Valence voltage is that intrinsic voltage drop of a diode, or in this case, a transistor. It varies inversely with temperature, and is closely related to the reading you get on your diode scale. Put your lighter on under the DUT and the voltage drops. In this case the heat is applied from the outside. The case temperature will be higher than the junction temp.
If the heat is emitted from the inside, the junction is hotter then the case. This is from whence we can derive the real figures.
So the .645V you read across a diode is the valence voltage at that current and temp. When driving the base of a transistor it is ever so much more complex.

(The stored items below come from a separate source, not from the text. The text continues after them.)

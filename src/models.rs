use serde::{Deserialize, Serialize};

/// Timestamp format used for `created_at` / `updated_at`
pub const TIMESTAMP_FORMAT: &str = "%Y-%m-%d %H:%M:%S";

pub fn now_timestamp() -> String {
    chrono::Utc::now().format(TIMESTAMP_FORMAT).to_string()
}

/// One tracked media item (a comic, an album, a series...)
#[derive(Debug, Clone, PartialEq, Eq, Serialize, Deserialize)]
pub struct Entry {
    pub id: u64,
    pub status: String,       // planned, watching, completed, dropped...
    pub title: String,
    pub completed: u32,
    pub total: u32,
    pub score: u8,
    pub link: String,
    pub description: String,
    pub comment: String,
    pub tags: String,
    pub media_type: String,
    #[serde(default)]
    pub created_at: String,
    #[serde(default)]
    pub updated_at: String,
}

/// A user-defined category of entries ("comics", "music"...)
#[derive(Debug, Clone, PartialEq, Eq, Hash, Serialize, Deserialize)]
pub struct EntryType {
    pub name: String,
    pub image_query: String,
}

impl Entry {
    pub fn new(id: u64, title: String) -> Self {
        let now = now_timestamp();
        Self {
            id,
            status: "planned".to_string(),
            title,
            completed: 0,
            total: 0,
            score: 0,
            link: String::new(),
            description: String::new(),
            comment: String::new(),
            tags: String::new(),
            media_type: String::new(),
            created_at: now.clone(),
            updated_at: now,
        }
    }

    pub fn touch(&mut self) {
        self.updated_at = now_timestamp();
    }
}

impl EntryType {
    /// New type whose image query defaults to its name
    pub fn new(name: impl Into<String>) -> Self {
        let name = name.into();
        Self {
            image_query: name.clone(),
            name,
        }
    }

    pub fn with_image_query(name: impl Into<String>, image_query: impl Into<String>) -> Self {
        Self {
            name: name.into(),
            image_query: image_query.into(),
        }
    }
}

/// Editable columns of an entry, in table order
#[derive(Debug, Clone, Copy, PartialEq, Eq, Hash)]
pub enum EntryField {
    Status,
    Title,
    Completed,
    Total,
    Score,
    MediaType,
    Link,
    Tags,
    Description,
    Comment,
}

impl EntryField {
    pub const ALL: [EntryField; 10] = [
        EntryField::Status,
        EntryField::Title,
        EntryField::Completed,
        EntryField::Total,
        EntryField::Score,
        EntryField::MediaType,
        EntryField::Link,
        EntryField::Tags,
        EntryField::Description,
        EntryField::Comment,
    ];

    pub fn title(self) -> &'static str {
        match self {
            EntryField::Status => "Status",
            EntryField::Title => "Title",
            EntryField::Completed => "Done",
            EntryField::Total => "Total",
            EntryField::Score => "Score",
            EntryField::MediaType => "Media",
            EntryField::Link => "Link",
            EntryField::Tags => "Tags",
            EntryField::Description => "Description",
            EntryField::Comment => "Comment",
        }
    }

    pub fn value(self, entry: &Entry) -> String {
        match self {
            EntryField::Status => entry.status.clone(),
            EntryField::Title => entry.title.clone(),
            EntryField::Completed => entry.completed.to_string(),
            EntryField::Total => entry.total.to_string(),
            EntryField::Score => entry.score.to_string(),
            EntryField::MediaType => entry.media_type.clone(),
            EntryField::Link => entry.link.clone(),
            EntryField::Tags => entry.tags.clone(),
            EntryField::Description => entry.description.clone(),
            EntryField::Comment => entry.comment.clone(),
        }
    }

    /// Parse `input` into this field of `entry`.
    ///
    /// Numeric fields reject non-numbers, and the completion counter may not
    /// run past a non-zero total. The entry is left untouched on error.
    pub fn apply(self, entry: &mut Entry, input: &str) -> Result<(), String> {
        let input = input.trim();
        match self {
            EntryField::Status => entry.status = input.to_string(),
            EntryField::Title => entry.title = input.to_string(),
            EntryField::Completed => {
                let completed = parse_number::<u32>(self, input)?;
                if entry.total > 0 && completed > entry.total {
                    return Err(format!(
                        "Done ({}) cannot exceed Total ({})",
                        completed, entry.total
                    ));
                }
                entry.completed = completed;
            }
            EntryField::Total => {
                let total = parse_number::<u32>(self, input)?;
                if total > 0 && entry.completed > total {
                    return Err(format!(
                        "Total ({}) cannot be below Done ({})",
                        total, entry.completed
                    ));
                }
                entry.total = total;
            }
            EntryField::Score => entry.score = parse_number::<u8>(self, input)?,
            EntryField::MediaType => entry.media_type = input.to_string(),
            EntryField::Link => entry.link = input.to_string(),
            EntryField::Tags => entry.tags = input.to_string(),
            EntryField::Description => entry.description = input.to_string(),
            EntryField::Comment => entry.comment = input.to_string(),
        }
        entry.touch();
        Ok(())
    }
}

fn parse_number<N: std::str::FromStr>(field: EntryField, input: &str) -> Result<N, String> {
    let input = if input.is_empty() { "0" } else { input };
    input
        .parse::<N>()
        .map_err(|_| format!("{} must be a non-negative number, got '{}'", field.title(), input))
}
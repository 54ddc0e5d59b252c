use ratatui::style::Color;

/// Parse a color string into a ratatui Color
/// Supports:
/// - Named colors: black, red, green, yellow, blue, magenta, cyan, white, gray/grey
/// - Extended named colors: darkgray, lightred, lightgreen, lightyellow, lightblue, lightmagenta, lightcyan
/// - Hex format: #RRGGBB or #RGB (short form)
/// Returns Color::White as default for unrecognized colors
pub fn parse_color(color_str: &str) -> Color {
    let s = color_str.trim().to_lowercase();

    match s.as_str() {
        "black" => Color::Black,
        "red" => Color::Red,
        "green" => Color::Green,
        "yellow" => Color::Yellow,
        "blue" => Color::Blue,
        "magenta" => Color::Magenta,
        "cyan" => Color::Cyan,
        "white" => Color::White,
        "gray" | "grey" => Color::Gray,
        "darkgray" | "darkgrey" => Color::DarkGray,
        "lightred" => Color::LightRed,
        "lightgreen" => Color::LightGreen,
        "lightyellow" => Color::LightYellow,
        "lightblue" => Color::LightBlue,
        "lightmagenta" => Color::LightMagenta,
        "lightcyan" => Color::LightCyan,
        _ => parse_hex_color(&s).unwrap_or(Color::White),
    }
}

/// Parse hex color format (#RRGGBB or #RGB)
fn parse_hex_color(s: &str) -> Option<Color> {
    let hex = s.strip_prefix('#')?;
    if !hex.is_ascii() {
        return None;
    }

    match hex.len() {
        6 => Some(Color::Rgb(
            u8::from_str_radix(&hex[0..2], 16).ok()?,
            u8::from_str_radix(&hex[2..4], 16).ok()?,
            u8::from_str_radix(&hex[4..6], 16).ok()?,
        )),
        3 => {
            // Expand: 0xF -> 0xFF
            let channel = |i: usize| u8::from_str_radix(&hex[i..i + 1], 16).ok().map(|v| (v << 4) | v);
            Some(Color::Rgb(channel(0)?, channel(1)?, channel(2)?))
        }
        _ => None,
    }
}

/// Black or white, whichever reads better on `background`
pub fn get_contrast_text_color(background: Color) -> Color {
    match background {
        Color::Rgb(r, g, b) => {
            let luminance = 0.2126 * f64::from(r) + 0.7152 * f64::from(g) + 0.0722 * f64::from(b);
            if luminance < 128.0 { Color::White } else { Color::Black }
        }
        Color::Black | Color::Blue | Color::Magenta | Color::Red | Color::DarkGray => Color::White,
        _ => Color::Black,
    }
}
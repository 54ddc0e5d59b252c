use ratatui::Frame;
use ratatui::layout::{Alignment, Rect};
use ratatui::style::{Modifier, Style};
use ratatui::text::{Line, Span};
use ratatui::widgets::{Block, Borders, Clear, Paragraph, Wrap};

use crate::config::Theme;
use crate::tui::app::Confirm;
use crate::tui::widgets::color::{get_contrast_text_color, parse_color};
use crate::tui::widgets::help::popup_area;

/// Yes/no question; `answers` is the key hint line, e.g. "y: Yes • n: No"
pub fn render_confirm(f: &mut Frame, area: Rect, confirm: &Confirm, answers: &str, theme: &Theme) {
    let fg_color = parse_color(&theme.fg);
    let bg_color = parse_color(&theme.bg);
    let highlight_bg = parse_color(&theme.highlight_bg);

    let area = popup_area(area, 50, 30);
    f.render_widget(Clear, area);

    let lines = vec![
        Line::from(""),
        Line::from(confirm.message.as_str()),
        Line::from(""),
        Line::from(Span::styled(
            answers.to_string(),
            Style::default()
                .fg(get_contrast_text_color(highlight_bg))
                .bg(highlight_bg)
                .add_modifier(Modifier::BOLD),
        )),
    ];

    let paragraph = Paragraph::new(lines)
        .block(
            Block::default()
                .borders(Borders::ALL)
                .title("Confirm")
                .title_alignment(Alignment::Center),
        )
        .style(Style::default().fg(fg_color).bg(bg_color))
        .wrap(Wrap { trim: true })
        .alignment(Alignment::Center);

    f.render_widget(paragraph, area);
}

What's more, 0.140 might be a valid forward reading, and in some devices it's not wise to test them in reverse. Even the 2 volts reverse might damage a Ge device. Some may even read leaky when they're good. Germanium transistors are not all that great except for one thing. They have low loss at lower voltage levels, like in battery powered stuff. Silicon devices outperform them hands down until we get to that intrinsic voltage drop. They have made great strides in silicon, but if the same effort were put into Ge, or even glass Ovonics, what might the result be ?
[glass ovonics is an anamorphic semiconductor, the technology was seemingly dropped after it introduction in the 1970s, very important facets of this technology have found their way into the manufacture of solar cells]
IIRC, glass ovonics was polarity independant also, and at the time it was demonstrated (yes it was) engineers were still having alot of fun having, for the first time, complementary semiconductors.
For about a decade they did, but a nonpolarized semi, not NPN nor PNP I think would have really put a craw in them. Twenty years before it was all tubes, well mostly.
Everybody thought in a negative ground sense, one of the most flagrant dismissals came with the Sony EXR series of RPTVs. It uses a negative supply for H deflection and as far as I can discern, the yokes are DC coupled.